Stored items
-- -- --

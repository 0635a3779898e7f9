//! Centaur 棋盘共享协议库
//!
//! 包含:
//! - 板载链路帧编解码 (Packet, FrameDecoder) 与命令注册表
//! - 奇校验 ASCII 编解码（Millennium 客户端协议使用）
//! - 方格索引转换 (rotate_field) 与占位位图
//! - 棋子、按键、对局事件
//! - 棋盘控制抽象 (BoardControl)
//! - 传输层抽象 (Connector, Connection, Listener traits)

pub mod board;
pub mod command;
mod constants;
mod error;
pub mod event;
pub mod occupancy;
pub mod packet;
pub mod parity;
pub mod square;
mod transport;

pub use board::{BatteryStatus, BoardAction, BoardControl, RecordingBoard, Sound};
pub use command::CommandSpec;
pub use constants::*;
pub use error::{FramingError, ProtocolError, Result};
pub use event::{GameEvent, Key, KeyEvent, PieceEvent, PieceEventKind, Side};
pub use occupancy::{Occupancy, SharedOccupancy};
pub use packet::{Decoded, FrameDecoder, FrameForm, FrameTable, Packet};
pub use square::rotate_field;
pub use transport::{
    Connection, Connector, Listener, RawReader, RawWriter, TcpConnection, TcpConnector,
    TcpListener, TransportType, READ_CHUNK_SIZE,
};
//! 在线服务对手
//!
//! 订阅对局事件流：对手的走法成为待走走法，本地一方被接受的走法转发给服务。
//! 事件流断开时报告 "offline" 并按指数退避重连。

use std::sync::atomic::{AtomicBool, Ordering};
use std::sync::Arc;
use std::time::Duration;

use async_trait::async_trait;
use centaur_engine::{ChallengeRequest, GameState, GameStreamEvent, OnlineClient};
use centaur_protocol::Side;
use shakmaty::{Chess, Move, Position};
use tokio::task::JoinHandle;
use tracing::{debug, info, warn};

use super::{match_pending, CommandSender, MoveDecision, Player, PlayerCommand, PlayerKind};
use crate::error::{BridgeError, Result};
use crate::position::{parse_fen, parse_uci, side, to_fen, to_uci, STARTING_FEN};

const BACKOFF_START: Duration = Duration::from_secs(1);
const BACKOFF_MAX: Duration = Duration::from_secs(30);

/// 对局来源
#[derive(Clone, Debug, PartialEq, Eq)]
pub enum RemoteMode {
    /// 挑战服务端 AI
    Ai { level: u8 },
    /// 挑战指定用户
    User { name: String },
    /// 接入已存在的对局
    Game { id: String },
}

#[derive(Clone, Debug)]
pub struct RemoteConfig {
    pub mode: RemoteMode,
    /// 基础时间（秒）与加秒
    pub clock: Option<(u32, u32)>,
    pub rated: bool,
}

/// 对局结束状态对应的结果
pub fn result_from_status(state: &GameState) -> String {
    match state.winner.as_deref() {
        Some("white") => "1-0".to_string(),
        Some("black") => "0-1".to_string(),
        _ if matches!(state.status.as_str(), "draw" | "stalemate") => "1/2-1/2".to_string(),
        _ => "*".to_string(),
    }
}

/// 走法序列的最后一步若由 `mover` 走出，返回 (走法, 走之前的 FEN)
pub fn remote_pending(initial_fen: &str, moves: &[&str], mover: Side) -> Option<(String, String)> {
    let (last, earlier) = moves.split_last()?;
    let mut pos = parse_fen(initial_fen).ok()?;
    for uci in earlier {
        let mv = match parse_uci(&pos, uci) {
            Ok(mv) => mv,
            Err(e) => {
                warn!("无法重放远端走法: {}", e);
                return None;
            }
        };
        pos = pos.play(&mv).ok()?;
    }
    (side(pos.turn()) == mover).then(|| (last.to_string(), to_fen(&pos)))
}

pub struct RemoteServicePlayer {
    config: RemoteConfig,
    client: Arc<OnlineClient>,
    game_id: Option<String>,
    side: Option<Side>,
    commands: Option<CommandSender>,
    pending: Option<Move>,
    closed: Arc<AtomicBool>,
    online: Arc<AtomicBool>,
    stream: Option<JoinHandle<()>>,
}

impl RemoteServicePlayer {
    pub fn new(config: RemoteConfig, client: Arc<OnlineClient>) -> Self {
        Self {
            config,
            client,
            game_id: None,
            side: None,
            commands: None,
            pending: None,
            closed: Arc::new(AtomicBool::new(false)),
            online: Arc::new(AtomicBool::new(false)),
            stream: None,
        }
    }

    pub fn game_id(&self) -> Option<&str> {
        self.game_id.as_deref()
    }

    fn is_closed(&self) -> bool {
        self.closed.load(Ordering::Acquire)
    }

    async fn create_game(&self, side: Side) -> Result<String> {
        let request = ChallengeRequest {
            color: Some(side.opponent().to_string()),
            clock: self.config.clock,
            rated: self.config.rated,
            initial_fen: None,
        };
        let created = match &self.config.mode {
            RemoteMode::Ai { level } => self.client.challenge_ai(*level, &request).await,
            RemoteMode::User { name } => self.client.challenge_user(name, &request).await,
            RemoteMode::Game { id } => Ok(id.clone()),
        };
        created.map_err(|e| BridgeError::Remote(format!("{e:#}")))
    }

    fn report(&self, message: String) {
        if let (Some(commands), Some(side)) = (&self.commands, self.side) {
            let _ = commands.send(PlayerCommand::Status { side, message });
        }
    }
}

struct StreamTask {
    client: Arc<OnlineClient>,
    game_id: String,
    side: Side,
    commands: CommandSender,
    closed: Arc<AtomicBool>,
    online: Arc<AtomicBool>,
    initial_fen: String,
    announced: bool,
}

impl StreamTask {
    async fn run(mut self) {
        let mut backoff = BACKOFF_START;
        while !self.closed.load(Ordering::Acquire) {
            match self.client.stream_game(&self.game_id).await {
                Ok(mut events) => {
                    self.online.store(true, Ordering::Release);
                    backoff = BACKOFF_START;
                    while let Some(event) = events.recv().await {
                        if self.closed.load(Ordering::Acquire) || !self.handle(event) {
                            return;
                        }
                    }
                    self.online.store(false, Ordering::Release);
                }
                Err(e) => warn!("无法连接对局事件流: {:#}", e),
            }
            if self.closed.load(Ordering::Acquire) {
                break;
            }
            let _ = self.commands.send(PlayerCommand::Status {
                side: self.side,
                message: "offline".into(),
            });
            tokio::time::sleep(backoff).await;
            backoff = (backoff * 2).min(BACKOFF_MAX);
        }
    }

    /// 返回 false 表示对局结束
    fn handle(&mut self, event: GameStreamEvent) -> bool {
        match event {
            GameStreamEvent::GameFull(full) => {
                self.initial_fen = if full.initial_fen == "startpos" {
                    STARTING_FEN.to_string()
                } else {
                    full.initial_fen
                };
                if !self.announced {
                    self.announced = true;
                    info!("在线对局 {} 已开始", full.id);
                    let _ = self.commands.send(PlayerCommand::Ready { side: self.side });
                }
                self.state(&full.state)
            }
            GameStreamEvent::GameState(state) => self.state(&state),
            GameStreamEvent::OpponentGone { gone } => {
                if gone {
                    let _ = self.commands.send(PlayerCommand::Status {
                        side: self.side,
                        message: "opponent left the game".into(),
                    });
                }
                true
            }
            GameStreamEvent::ChatLine { username, text } => {
                debug!("聊天 {}: {}", username, text);
                true
            }
            GameStreamEvent::Unknown => true,
        }
    }

    fn state(&mut self, state: &GameState) -> bool {
        if state.is_finished() {
            self.closed.store(true, Ordering::Release);
            let _ = self.commands.send(PlayerCommand::GameEnded {
                result: result_from_status(state),
                termination: state.status.clone(),
            });
            return false;
        }
        if let Some((uci, fen)) = remote_pending(&self.initial_fen, &state.move_list(), self.side) {
            let _ = self.commands.send(PlayerCommand::PendingMove {
                side: self.side,
                uci,
                fen,
            });
        }
        let offers_draw = match self.side {
            Side::White => state.wdraw,
            Side::Black => state.bdraw,
        };
        if offers_draw {
            let _ = self.commands.send(PlayerCommand::DrawOffer { side: self.side });
        }
        true
    }
}

#[async_trait]
impl Player for RemoteServicePlayer {
    fn kind(&self) -> PlayerKind {
        PlayerKind::RemoteService
    }

    fn name(&self) -> String {
        match &self.config.mode {
            RemoteMode::Ai { level } => format!("online AI level {level}"),
            RemoteMode::User { name } => name.clone(),
            RemoteMode::Game { id } => format!("online game {id}"),
        }
    }

    async fn start(&mut self, side: Side, commands: CommandSender) -> Result<()> {
        let game_id = self.create_game(side).await?;
        info!("在线对局 {}，对手执 {}", game_id, side);
        self.closed.store(false, Ordering::Release);
        let task = StreamTask {
            client: self.client.clone(),
            game_id: game_id.clone(),
            side,
            commands: commands.clone(),
            closed: self.closed.clone(),
            online: self.online.clone(),
            initial_fen: STARTING_FEN.to_string(),
            announced: false,
        };
        self.stream = Some(tokio::spawn(task.run()));
        self.game_id = Some(game_id);
        self.side = Some(side);
        self.commands = Some(commands);
        Ok(())
    }

    async fn stop(&mut self) {
        self.closed.store(true, Ordering::Release);
        self.online.store(false, Ordering::Release);
        self.pending = None;
        if let Some(stream) = self.stream.take() {
            stream.abort();
        }
    }

    fn on_turn(&mut self, _position: &Chess) {
        self.pending = None;
    }

    fn on_move_formed(&mut self, _position: &Chess, mv: &Move) -> MoveDecision {
        if self.is_closed() {
            return MoveDecision::Mismatch("online game is over".into());
        }
        match_pending(self.pending.as_ref(), mv, "waiting for the opponent")
    }

    async fn on_move_made(&mut self, before: &Chess, mv: &Move) {
        if self.is_closed() || Some(side(before.turn())) == self.side {
            return;
        }
        let Some(id) = self.game_id.clone() else {
            return;
        };
        let uci = to_uci(mv);
        if let Err(e) = self.client.make_move(&id, &uci).await {
            warn!("无法提交走法 {}: {:#}", uci, e);
            self.report(format!("failed to send move {uci}"));
        }
    }

    fn pending_move(&self) -> Option<&Move> {
        self.pending.as_ref()
    }

    fn set_pending(&mut self, mv: Option<Move>) {
        if self.is_closed() && mv.is_some() {
            debug!("对局已结束，丢弃远端走法");
            return;
        }
        self.pending = mv;
    }

    fn is_ready(&self) -> bool {
        self.online.load(Ordering::Acquire) && !self.is_closed()
    }

    async fn opponent_resigned(&mut self) {
        if self.is_closed() {
            return;
        }
        self.closed.store(true, Ordering::Release);
        self.pending = None;
        if let Some(id) = self.game_id.clone() {
            if let Err(e) = self.client.resign(&id).await {
                warn!("认输请求失败: {:#}", e);
            }
        }
    }

    async fn opponent_offered_draw(&mut self) {
        if let Some(id) = self.game_id.clone() {
            if let Err(e) = self.client.draw(&id, true).await {
                warn!("提和请求失败: {:#}", e);
            }
        }
    }

    async fn abort(&mut self) {
        if self.is_closed() {
            return;
        }
        self.closed.store(true, Ordering::Release);
        self.pending = None;
        if let Some(id) = self.game_id.clone() {
            if let Err(e) = self.client.abort(&id).await {
                warn!("中止请求失败: {:#}", e);
            }
        }
    }
}

#[cfg(test)]
mod tests {
    use super::*;
    use centaur_engine::OnlineConfig;

    fn player() -> RemoteServicePlayer {
        let client = OnlineClient::new(OnlineConfig {
            base_url: "http://127.0.0.1:9".into(),
            ..OnlineConfig::default()
        })
        .unwrap();
        RemoteServicePlayer::new(
            RemoteConfig {
                mode: RemoteMode::Ai { level: 3 },
                clock: Some((600, 5)),
                rated: false,
            },
            Arc::new(client),
        )
    }

    #[test]
    fn test_remote_pending_only_for_own_moves() {
        // 对手执黑：最后一步 e7e5 是黑方走的
        let (uci, fen) = remote_pending(STARTING_FEN, &["e2e4", "e7e5"], Side::Black).unwrap();
        assert_eq!(uci, "e7e5");
        assert_eq!(
            fen,
            "rnbqkbnr/pppppppp/8/8/4P3/8/PPPP1PPP/RNBQKBNR b KQkq - 0 1"
        );
        assert_eq!(remote_pending(STARTING_FEN, &["e2e4"], Side::Black), None);
        assert_eq!(remote_pending(STARTING_FEN, &[], Side::White), None);
        assert_eq!(remote_pending(STARTING_FEN, &["e2e5", "e7e5"], Side::Black), None);
    }

    #[test]
    fn test_result_from_status() {
        let mut state = GameState {
            status: "mate".into(),
            winner: Some("black".into()),
            ..GameState::default()
        };
        assert_eq!(result_from_status(&state), "0-1");
        state.winner = None;
        state.status = "stalemate".into();
        assert_eq!(result_from_status(&state), "1/2-1/2");
        state.status = "aborted".into();
        assert_eq!(result_from_status(&state), "*");
    }

    #[tokio::test]
    async fn test_stream_state_emits_pending_and_end() {
        let (tx, mut rx) = tokio::sync::mpsc::unbounded_channel();
        let mut task = StreamTask {
            client: Arc::new(OnlineClient::new(OnlineConfig::default()).unwrap()),
            game_id: "abc".into(),
            side: Side::Black,
            commands: tx,
            closed: Arc::new(AtomicBool::new(false)),
            online: Arc::new(AtomicBool::new(true)),
            initial_fen: STARTING_FEN.into(),
            announced: false,
        };
        let state = GameState {
            moves: "e2e4 c7c5".into(),
            status: "started".into(),
            bdraw: true,
            ..GameState::default()
        };
        assert!(task.handle(GameStreamEvent::GameState(state)));
        assert!(matches!(
            rx.recv().await,
            Some(PlayerCommand::PendingMove { uci, .. }) if uci == "c7c5"
        ));
        assert_eq!(rx.recv().await, Some(PlayerCommand::DrawOffer { side: Side::Black }));

        let over = GameState {
            moves: "e2e4 c7c5".into(),
            status: "resign".into(),
            winner: Some("white".into()),
            ..GameState::default()
        };
        assert!(!task.handle(GameStreamEvent::GameState(over)));
        assert_eq!(
            rx.recv().await,
            Some(PlayerCommand::GameEnded {
                result: "1-0".into(),
                termination: "resign".into()
            })
        );
        assert!(task.closed.load(Ordering::Acquire));
    }

    #[tokio::test]
    async fn test_moves_after_local_resign_are_discarded() {
        let mut remote = player();
        let pos = Chess::default();
        let mv = parse_uci(&pos, "e2e4").unwrap();
        remote.set_pending(Some(mv.clone()));
        assert_eq!(remote.on_move_formed(&pos, &mv), MoveDecision::Submit(mv.clone()));

        remote.opponent_resigned().await;
        assert!(remote.pending_move().is_none());
        remote.set_pending(Some(mv.clone()));
        assert!(remote.pending_move().is_none());
        assert!(matches!(
            remote.on_move_formed(&pos, &mv),
            MoveDecision::Mismatch(_)
        ));
        assert!(!remote.is_ready());
        assert!(!remote.can_resign());
    }
}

-- -- --

▸ EXERCISE DETAILS
From the data above, state how many lines hold the string "format", and give the number without other words.

▸ TASK ANSWER
4